NameNode HA when using hdfs:// URI


In this scenarion instead of checking for active namenode host and port combination, we should use nameservice as, nameservice will automatically transfer client requests to active namenode.

Name service acts like a proxy among Namenodes, which always divert HDFS request to active namenode

Example: hdfs://nameservice_id/file/path/in/hdfs


Sample steps to create nameservice

In hdfs-site.xml file

Create a nameservice by adding an id to it(here nameservice_id is mycluster)

<property>  <name>dfs.nameservices</name>  <value>mycluster</value>  <description>Logical name for this new nameservice</description></property>

Now specify namenode ids to determine namenodes in cluster

dfs.ha.namenodes.[$nameservice ID]:

<property>  <name>dfs.ha.namenodes.mycluster</name>  <value>nn1,nn2</value>  <description>Unique identifiers for each NameNode in the nameservice</description></property>

Then link namenode ids with namenode hosts

dfs.namenode.rpc-address.[$nameservice ID].[$name node ID]

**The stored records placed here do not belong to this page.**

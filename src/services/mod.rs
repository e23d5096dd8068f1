pub mod orchestrator;
pub mod poller;

pub use orchestrator::{
    CallbackOutcome, InitiateOutcome, InitiateRequest, OrchestratorError, OrchestratorSettings,
    RateQuote, TransactionOrchestrator,
};
pub use poller::{PollOutcome, StatusPoller};
#![allow(dead_code)]

use async_trait::async_trait;
use bigdecimal::BigDecimal;
use serde_json::{json, Value};
use std::str::FromStr;
use std::sync::atomic::{AtomicUsize, Ordering};
use std::sync::{Arc, Mutex};
use std::time::Duration;
use tokio::sync::Notify;

use ramp_core::adapters::{InMemoryRateProvider, InMemoryTransactionLedger};
use ramp_core::domain::TransactionType;
use ramp_core::mpesa::GatewayError;
use ramp_core::ports::{
    PaymentGateway, PaymentRequest, PushAccepted, TokenTransfer, TransferReceipt,
};
use ramp_core::services::{InitiateRequest, OrchestratorSettings, TransactionOrchestrator};
use ramp_core::tron::ChainError;
use uuid::Uuid;

pub const WALLET: &str = "TR7NHqjeKQxGTCi8q8ZY4pL8otSzgjLj6t";
pub const DEPOSIT_ADDRESS: &str = "TR7NHqjeKQxGTCi8q8ZY4pL8otSzgjLj6t";
pub const CALLBACK_URL: &str = "https://ramp.example.com/callbacks/mpesa";

pub fn dec(value: &str) -> BigDecimal {
    BigDecimal::from_str(value).unwrap()
}

/// Gateway double that accepts every push with a fresh checkout id unless
/// told to fail.
pub struct FakeGateway {
    pub calls: AtomicUsize,
    pub requests: Mutex<Vec<PaymentRequest>>,
    failure: Mutex<Option<GatewayError>>,
}

impl FakeGateway {
    pub fn accepting() -> Self {
        Self {
            calls: AtomicUsize::new(0),
            requests: Mutex::new(Vec::new()),
            failure: Mutex::new(None),
        }
    }

    pub fn failing(err: GatewayError) -> Self {
        let gateway = Self::accepting();
        *gateway.failure.lock().unwrap() = Some(err);
        gateway
    }

    pub fn call_count(&self) -> usize {
        self.calls.load(Ordering::SeqCst)
    }

    pub fn last_request(&self) -> Option<PaymentRequest> {
        self.requests.lock().unwrap().last().cloned()
    }
}

#[async_trait]
impl PaymentGateway for FakeGateway {
    async fn request_payment(&self, request: &PaymentRequest) -> Result<PushAccepted, GatewayError> {
        let n = self.calls.fetch_add(1, Ordering::SeqCst) + 1;
        self.requests.lock().unwrap().push(request.clone());

        if let Some(err) = self.failure.lock().unwrap().clone() {
            return Err(err);
        }

        Ok(PushAccepted {
            checkout_id: format!("ws_CO_{:04}", n),
            merchant_request_id: format!("29115-{}", n),
            response_description: "Success. Request accepted for processing".to_string(),
            customer_message: "Success. Request accepted for processing".to_string(),
        })
    }
}

/// Chain double. Can be told to fail, and can hold transfers until released
/// so concurrent callbacks overlap.
pub struct FakeChain {
    pub calls: AtomicUsize,
    fail_with: Mutex<Option<String>>,
    gate: Option<Arc<Notify>>,
    delay: Duration,
}

impl FakeChain {
    pub fn succeeding() -> Self {
        Self {
            calls: AtomicUsize::new(0),
            fail_with: Mutex::new(None),
            gate: None,
            delay: Duration::ZERO,
        }
    }

    pub fn broadcast_failing(message: &str) -> Self {
        let chain = Self::succeeding();
        *chain.fail_with.lock().unwrap() = Some(message.to_string());
        chain
    }

    pub fn slow(delay: Duration) -> Self {
        Self {
            delay,
            ..Self::succeeding()
        }
    }

    pub fn gated(gate: Arc<Notify>) -> Self {
        Self {
            gate: Some(gate),
            ..Self::succeeding()
        }
    }

    pub fn call_count(&self) -> usize {
        self.calls.load(Ordering::SeqCst)
    }
}

#[async_trait]
impl TokenTransfer for FakeChain {
    async fn transfer(&self, _to: &str, amount: &BigDecimal) -> Result<TransferReceipt, ChainError> {
        self.calls.fetch_add(1, Ordering::SeqCst);
        if let Some(gate) = &self.gate {
            gate.notified().await;
        }
        if !self.delay.is_zero() {
            tokio::time::sleep(self.delay).await;
        }

        if let Some(message) = self.fail_with.lock().unwrap().clone() {
            return Err(ChainError::BroadcastFailed(message));
        }

        let minor = ramp_core::domain::money::to_minor_units(amount, 6).unwrap_or_default();
        Ok(TransferReceipt {
            tx_hash: "0xHASH".to_string(),
            amount_minor_units: minor,
        })
    }
}

pub struct Harness {
    pub orchestrator: TransactionOrchestrator,
    pub ledger: Arc<InMemoryTransactionLedger>,
    pub gateway: Arc<FakeGateway>,
    pub chain: Arc<FakeChain>,
}

pub fn harness(gateway: FakeGateway, chain: FakeChain, rate: Option<&str>) -> Harness {
    let ledger = Arc::new(InMemoryTransactionLedger::new());
    let rates = Arc::new(match rate {
        Some(rate) => InMemoryRateProvider::with_rate(dec(rate)),
        None => InMemoryRateProvider::new(),
    });
    let gateway = Arc::new(gateway);
    let chain = Arc::new(chain);

    let orchestrator = TransactionOrchestrator::new(
        ledger.clone(),
        rates,
        gateway.clone(),
        chain.clone(),
        OrchestratorSettings {
            callback_url: CALLBACK_URL.to_string(),
            default_rate: dec("132"),
            deposit_address: Some(DEPOSIT_ADDRESS.to_string()),
        },
    );

    Harness {
        orchestrator,
        ledger,
        gateway,
        chain,
    }
}

pub fn default_harness() -> Harness {
    harness(FakeGateway::accepting(), FakeChain::succeeding(), Some("132"))
}

pub fn buy_request(amount: &str) -> InitiateRequest {
    InitiateRequest {
        owner_id: Uuid::new_v4(),
        source_amount: dec(amount),
        mobile_number: "0712345678".to_string(),
        wallet_address: WALLET.to_string(),
        direction: TransactionType::MobileToToken,
    }
}

pub fn success_callback(checkout_id: &str, receipt: &str, amount: u64) -> Value {
    json!({
        "Body": {
            "stkCallback": {
                "MerchantRequestID": "29115-1",
                "CheckoutRequestID": checkout_id,
                "ResultCode": 0,
                "ResultDesc": "The service request is processed successfully.",
                "CallbackMetadata": {
                    "Item": [
                        { "Name": "Amount", "Value": amount },
                        { "Name": "MpesaReceiptNumber", "Value": receipt },
                        { "Name": "TransactionDate", "Value": 20240101120000u64 },
                        { "Name": "PhoneNumber", "Value": 254712345678u64 }
                    ]
                }
            }
        }
    })
}

pub fn failure_callback(checkout_id: &str, code: i64, desc: &str) -> Value {
    json!({
        "Body": {
            "stkCallback": {
                "MerchantRequestID": "29115-1",
                "CheckoutRequestID": checkout_id,
                "ResultCode": code,
                "ResultDesc": desc
            }
        }
    })
}

pub fn body(value: &Value) -> Vec<u8> {
    serde_json::to_vec(value).unwrap()
}
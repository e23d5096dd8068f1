//! Contract ABI parameter encoding for the TRC-20 `transfer(address,uint256)` call.

use thiserror::Error;

use super::address::TronAddress;

pub const TRANSFER_SELECTOR: &str = "transfer(address,uint256)";
pub const WORD_BYTES: usize = 32;

#[derive(Error, Debug, PartialEq, Eq)]
pub enum AbiError {
    #[error("parameter must be {expected} hex characters, got {actual}")]
    Length { expected: usize, actual: usize },
    #[error("invalid hex parameter: {0}")]
    Hex(String),
    #[error("address word has non-zero padding")]
    AddressPadding,
    #[error("amount does not fit in 128 bits")]
    AmountOverflow,
}

/// Left-pads the 20-byte account id into a 32-byte word.
pub fn encode_address_word(address: &TronAddress) -> [u8; WORD_BYTES] {
    let mut word = [0u8; WORD_BYTES];
    let id = address.account_id();
    word[WORD_BYTES - id.len()..].copy_from_slice(id);
    word
}

/// Big-endian unsigned integer word.
pub fn encode_uint_word(value: u128) -> [u8; WORD_BYTES] {
    let mut word = [0u8; WORD_BYTES];
    word[WORD_BYTES - 16..].copy_from_slice(&value.to_be_bytes());
    word
}

/// Hex `parameter` field for a token transfer of `amount` minor units to `to`.
pub fn encode_transfer_parameter(to: &TronAddress, amount: u128) -> String {
    let mut params = Vec::with_capacity(WORD_BYTES * 2);
    params.extend_from_slice(&encode_address_word(to));
    params.extend_from_slice(&encode_uint_word(amount));
    hex::encode(params)
}

/// Inverse of [`encode_transfer_parameter`].
pub fn decode_transfer_parameter(parameter: &str) -> Result<(TronAddress, u128), AbiError> {
    let expected = WORD_BYTES * 2 * 2;
    if parameter.len() != expected {
        return Err(AbiError::Length {
            expected,
            actual: parameter.len(),
        });
    }

    let bytes = hex::decode(parameter).map_err(|e| AbiError::Hex(e.to_string()))?;
    let (address_word, amount_word) = bytes.split_at(WORD_BYTES);

    if address_word[..WORD_BYTES - 20].iter().any(|b| *b != 0) {
        return Err(AbiError::AddressPadding);
    }
    let mut account_id = [0u8; 20];
    account_id.copy_from_slice(&address_word[WORD_BYTES - 20..]);

    if amount_word[..WORD_BYTES - 16].iter().any(|b| *b != 0) {
        return Err(AbiError::AmountOverflow);
    }
    let mut amount = [0u8; 16];
    amount.copy_from_slice(&amount_word[WORD_BYTES - 16..]);

    Ok((
        TronAddress::from_account_id(account_id),
        u128::from_be_bytes(amount),
    ))
}
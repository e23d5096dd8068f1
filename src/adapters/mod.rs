pub mod in_memory;
pub mod postgres_rate_provider;
pub mod postgres_transaction_repository;

pub use in_memory::{InMemoryRateProvider, InMemoryTransactionLedger};
pub use postgres_rate_provider::PostgresRateProvider;
pub use postgres_transaction_repository::PostgresTransactionRepository;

<property>  <name>dfs.namenode.rpc-address.mycluster.nn1</name>  <value>machine1.example.com:8020</value></property><property>  <name>dfs.namenode.rpc-address.mycluster.nn2</name>  <value>machine2.example.com:8020</value></property>

There are so many properties involved to Configure Namenode HA properly with Nameservice

With this setup the HDFS url for a file will looks like this

hdfs://mycluster/file/location/in/hdfs/wo/namenode/host

Edit:

Applying properties with java code

Configuration conf = new Configuration(false);conf.set("dfs.nameservices","mycluster");conf.set("dfs.ha.namenodes.mycluster","nn1,nn2");conf.set("dfs.namenode.rpc-address.mycluster.nn1","machine1.example.com:8020");conf.set("dfs.namenode.rpc-address.mycluster.nn2","machine2.example.com:8020");FileSystem fsObj =  FileSystem.get("relative/path/of/file/or/dir", conf);// now use fsObj to perform HDFS shell like operationsfsObj ...